Raw data Start Marker

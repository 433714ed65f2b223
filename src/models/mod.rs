//! Data models for the engg.pk content verticals.
//!
//! These models match the frontend TypeScript interfaces exactly so fixture documents
//! written for the web client load unchanged.

/// Declares a closed string enumeration whose wire form is its display label.
macro_rules! closed_enum {
    ($(#[$meta:meta])* $name:ident { $($variant:ident => $label:literal),+ $(,)? }) => {
        $(#[$meta])*
        #[derive(Debug, Clone, Copy, PartialEq, Eq, Hash, serde::Serialize, serde::Deserialize)]
        pub enum $name {
            $(
                #[serde(rename = $label)]
                $variant,
            )+
        }

        impl $name {
            /// Every wire label, in declaration order.
            pub const LABELS: &'static [&'static str] = &[$($label),+];

            pub fn as_str(&self) -> &'static str {
                match self {
                    $($name::$variant => $label,)+
                }
            }
        }

        impl std::fmt::Display for $name {
            fn fmt(&self, f: &mut std::fmt::Formatter<'_>) -> std::fmt::Result {
                f.write_str(self.as_str())
            }
        }
    };
}

mod career;
mod forum;
mod insight;
mod job;
mod scholarship;
mod startup;
mod store;
mod subject;
mod university;
mod user;

pub use career::*;
pub use forum::*;
pub use insight::*;
pub use job::*;
pub use scholarship::*;
pub use startup::*;
pub use store::*;
pub use subject::*;
pub use university::*;
pub use user::*;

/// A record that can be listed, looked up by id and shown in a detail view.
pub trait Record {
    /// Stable identifier, unique within its collection.
    fn id(&self) -> &str;

    /// Heading shown for the record.
    fn display_title(&self) -> String;

    /// Main body text, used for the detail page meta description.
    fn lead_text(&self) -> &str;
}
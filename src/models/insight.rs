//! Industry insight model matching the frontend IndustryInsight interface.

use chrono::NaiveDate;
use serde::{Deserialize, Serialize};

use super::{Record, User};

/// An article from an industry practitioner.
#[derive(Debug, Clone, Serialize, Deserialize, PartialEq)]
#[serde(rename_all = "camelCase")]
pub struct IndustryInsight {
    pub id: String,
    pub title: String,
    pub industry: String,
    pub content: String,
    pub author: User,
    pub discipline: String,
    #[serde(default)]
    pub topics: Vec<String>,
    pub created_at: NaiveDate,
    #[serde(default)]
    pub views: u32,
    #[serde(default)]
    pub helpful: u32,
}

impl Record for IndustryInsight {
    fn id(&self) -> &str {
        &self.id
    }

    fn display_title(&self) -> String {
        self.title.clone()
    }

    fn lead_text(&self) -> &str {
        &self.content
    }
}
//! Static route table.
//!
//! Ten paths, each mapped to exactly one view. No parameters, redirects or guards.

use serde::Serialize;

use crate::errors::AppError;

/// Site name appended to every document title.
pub const SITE_NAME: &str = "engg.pk";

/// Characters of a record's body text used as its meta description.
pub const META_DESCRIPTION_LEN: usize = 155;

/// A top-level view of the portal.
#[derive(Debug, Clone, Copy, PartialEq, Eq, Hash, Serialize)]
#[serde(rename_all = "camelCase")]
pub enum Route {
    Home,
    Forum,
    Universities,
    Careers,
    Jobs,
    Scholarships,
    Insights,
    Subjects,
    Startups,
    About,
}

/// Every route, in navigation order.
pub const ROUTES: [Route; 10] = [
    Route::Home,
    Route::Forum,
    Route::Universities,
    Route::Careers,
    Route::Jobs,
    Route::Scholarships,
    Route::Insights,
    Route::Subjects,
    Route::Startups,
    Route::About,
];

/// Heading and document metadata of a page.
#[derive(Debug, Clone, Copy, Serialize)]
#[serde(rename_all = "camelCase")]
pub struct PageMeta {
    pub heading: &'static str,
    pub tagline: &'static str,
    pub meta_description: &'static str,
    /// Section name used in detail page titles.
    pub section: &'static str,
}

impl Route {
    pub fn path(self) -> &'static str {
        match self {
            Route::Home => "/",
            Route::Forum => "/forum",
            Route::Universities => "/universities",
            Route::Careers => "/careers",
            Route::Jobs => "/jobs",
            Route::Scholarships => "/scholarships",
            Route::Insights => "/insights",
            Route::Subjects => "/subjects",
            Route::Startups => "/startups",
            Route::About => "/about",
        }
    }

    /// Label shown in the site navigation.
    pub fn nav_label(self) -> &'static str {
        match self {
            Route::Home => "Home",
            Route::Forum => "Forum",
            Route::Universities => "Universities",
            Route::Careers => "Career Paths",
            Route::Jobs => "Jobs",
            Route::Scholarships => "Scholarships",
            Route::Insights => "Industry Insights",
            Route::Subjects => "Subject Connections",
            Route::Startups => "Startups",
            Route::About => "About",
        }
    }

    /// Match a path exactly. A single trailing slash is ignored.
    pub fn resolve(path: &str) -> Result<Self, AppError> {
        let normalized = match path.strip_suffix('/') {
            Some("") | None => path,
            Some(stripped) => stripped,
        };
        ROUTES
            .into_iter()
            .find(|route| route.path() == normalized)
            .ok_or_else(|| AppError::NotFound(format!("No page at '{}'", path)))
    }

    pub fn page(self) -> PageMeta {
        match self {
            Route::Home => PageMeta {
                heading: "Engineering Community of Pakistan",
                tagline: "Empowering Pakistani engineers with knowledge, opportunities, and community. Together, we can revive engineering excellence and build a stronger Pakistan.",
                meta_description: "Empowering Pakistani engineers with knowledge, opportunities, and community. Join us to connect, learn, and grow.",
                section: "Home",
            },
            Route::Forum => PageMeta {
                heading: "Community Forum",
                tagline: "Discuss technical questions, share experiences, and learn from fellow engineers",
                meta_description: "Discuss technical questions, share experiences, and learn from fellow Pakistani engineers.",
                section: "Forum",
            },
            Route::Universities => PageMeta {
                heading: "University Programs",
                tagline: "Honest reviews and comprehensive information about engineering programs across Pakistan",
                meta_description: "Honest reviews and comprehensive information about engineering programs across Pakistan.",
                section: "Universities",
            },
            Route::Careers => PageMeta {
                heading: "Career Paths",
                tagline: "Explore different engineering careers and learn from experienced professionals in Pakistan",
                meta_description: "Explore different engineering careers and learn from experienced professionals in Pakistan.",
                section: "Careers",
            },
            Route::Jobs => PageMeta {
                heading: "Job Opportunities",
                tagline: "Find engineering jobs across Pakistan in various industries",
                meta_description: "Find engineering job opportunities across Pakistan in various industries.",
                section: "Jobs",
            },
            Route::Scholarships => PageMeta {
                heading: "Scholarships",
                tagline: "Discover scholarship opportunities for engineering students",
                meta_description: "Discover scholarship opportunities for engineering students in Pakistan and abroad.",
                section: "Scholarships",
            },
            Route::Insights => PageMeta {
                heading: "Industry Insights",
                tagline: "Learn about real-world applications and industry trends from verified experts",
                meta_description: "Learn about real-world applications and industry trends from verified experts.",
                section: "Insights",
            },
            Route::Subjects => PageMeta {
                heading: "Subject Connections",
                tagline: "Understand how different engineering subjects connect and apply to real-world problems",
                meta_description: "Understand how different engineering subjects connect and apply to real-world problems and career paths.",
                section: "Subjects",
            },
            Route::Startups => PageMeta {
                heading: "Startup Resources",
                tagline: "Access resources, funding opportunities, and guidance for building tech startups in Pakistan",
                meta_description: "Access resources, funding opportunities, and guidance for building tech startups in Pakistan.",
                section: "Startups",
            },
            Route::About => PageMeta {
                heading: "About engg.pk",
                tagline: "Building a community to empower Pakistani engineers and revive engineering excellence",
                meta_description: "Learn about our mission to empower Pakistani engineers and combat brain drain through community and knowledge sharing.",
                section: "About",
            },
        }
    }
}

impl PageMeta {
    /// Title of the listing or static page.
    pub fn document_title(&self) -> String {
        if self.section == "Home" {
            return self.heading.to_string();
        }
        format!("{} - {}", self.heading, SITE_NAME)
    }

    /// Title of a single record's page within this section.
    pub fn detail_title(&self, record_title: &str) -> String {
        format!("{} - {} - {}", record_title, self.section, SITE_NAME)
    }
}

/// First [`META_DESCRIPTION_LEN`] characters of a record's body text.
pub fn meta_description(text: &str) -> String {
    text.chars().take(META_DESCRIPTION_LEN).collect()
}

Raw data End Marker

#### [Exercise requirements]
Begin at the top of the records above and quote each line exactly, ending with the line that contains "an industry practitioner.".

#### [Answer space]
repository 433714ed65f2b223
filename src/models/mod.rs
//! Data models for the engg.pk content verticals.
//!
//! These models match the frontend TypeScript interfaces exactly so fixture documents
//! written for the web client load unchanged.

/// Declares a closed string enumeration whose wire form is its display label.
macro_rules! closed_enum {
    ($(#[$meta:meta])* $name:ident { $($variant:ident => $label:literal),+ $(,)? }) => {
        $(#[$meta])*
        #[derive(Debug, Clone, Copy, PartialEq, Eq, Hash, serde::Serialize, serde::Deserialize)]
        pub enum $name {
            $(
                #[serde(rename = $label)]
                $variant,
            )+
        }

        impl $name {
            /// Every wire label, in declaration order.
            pub const LABELS: &'static [&'static str] = &[$($label),+];

            pub fn as_str(&self) -> &'static str {
                match self {
                    $($name::$variant => $label,)+
                }
            }
        }

        impl std::fmt::Display for $name {
            fn fmt(&self, f: &mut std::fmt::Formatter<'_>) -> std::fmt::Result {
                f.write_str(self.as_str())
            }
        }
    };
}

mod career;
mod forum;
mod insight;
mod job;
mod scholarship;
mod startup;
mod store;
mod subject;
mod university;
mod user;

pub use career::*;
pub use forum::*;
pub use insight::*;
pub use job::*;
pub use scholarship::*;
pub use startup::*;
pub use store::*;
pub use subject::*;
pub use university::*;
pub use user::*;

/// A record that can be listed, looked up by id and shown in a detail view.
pub trait Record {
    /// Stable identifier, unique within its collection.
    fn id(&self) -> &str;

    /// Heading shown for the record.
    fn display_title(&self) -> String;

    /// Main body text, used for the detail page meta description.
    fn lead_text(&self) -> &str;
}
filename src/models/insight.rs
//! Industry insight model matching the frontend IndustryInsight interface.

use chrono::NaiveDate;
use serde::{Deserialize, Serialize};

use super::{Record, User};

/// An article from an industry practitioner.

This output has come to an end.